◆ **Task**
Every entry, exactly as given, must be retyped.

◆ **Given data**
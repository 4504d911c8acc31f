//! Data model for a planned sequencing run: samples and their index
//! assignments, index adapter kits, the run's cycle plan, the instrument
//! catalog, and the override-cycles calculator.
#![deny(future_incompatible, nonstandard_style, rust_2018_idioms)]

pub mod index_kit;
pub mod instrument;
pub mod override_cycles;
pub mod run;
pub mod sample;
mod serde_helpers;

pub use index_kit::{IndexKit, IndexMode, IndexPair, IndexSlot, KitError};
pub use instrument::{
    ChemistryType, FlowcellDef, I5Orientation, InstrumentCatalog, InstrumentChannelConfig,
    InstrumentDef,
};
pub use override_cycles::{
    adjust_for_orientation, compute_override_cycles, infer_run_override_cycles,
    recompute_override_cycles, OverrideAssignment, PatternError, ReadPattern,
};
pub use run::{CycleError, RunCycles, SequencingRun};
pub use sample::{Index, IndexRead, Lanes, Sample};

◆ **Your response**
repository 4504d911c8acc31f
//! Data model for a planned sequencing run: samples and their index
//! assignments, index adapter kits, the run's cycle plan, the instrument
//! catalog, and the override-cycles calculator.
#![deny(future_incompatible, nonstandard_style, rust_2018_idioms)]

pub mod index_kit;
pub mod instrument;
pub mod override_cycles;
pub mod run;
pub mod sample;
mod serde_helpers;

pub use index_kit::{IndexKit, IndexMode, IndexPair, IndexSlot, KitError};
pub use instrument::{
    ChemistryType, FlowcellDef, I5Orientation, InstrumentCatalog, InstrumentChannelConfig,
    InstrumentDef,
};
pub use override_cycles::{
    adjust_for_orientation, compute_override_cycles, infer_run_override_cycles,
    recompute_override_cycles, OverrideAssignment, PatternError, ReadPattern,
};
pub use run::{CycleError, RunCycles, SequencingRun};
pub use sample::{Index, IndexRead, Lanes, Sample};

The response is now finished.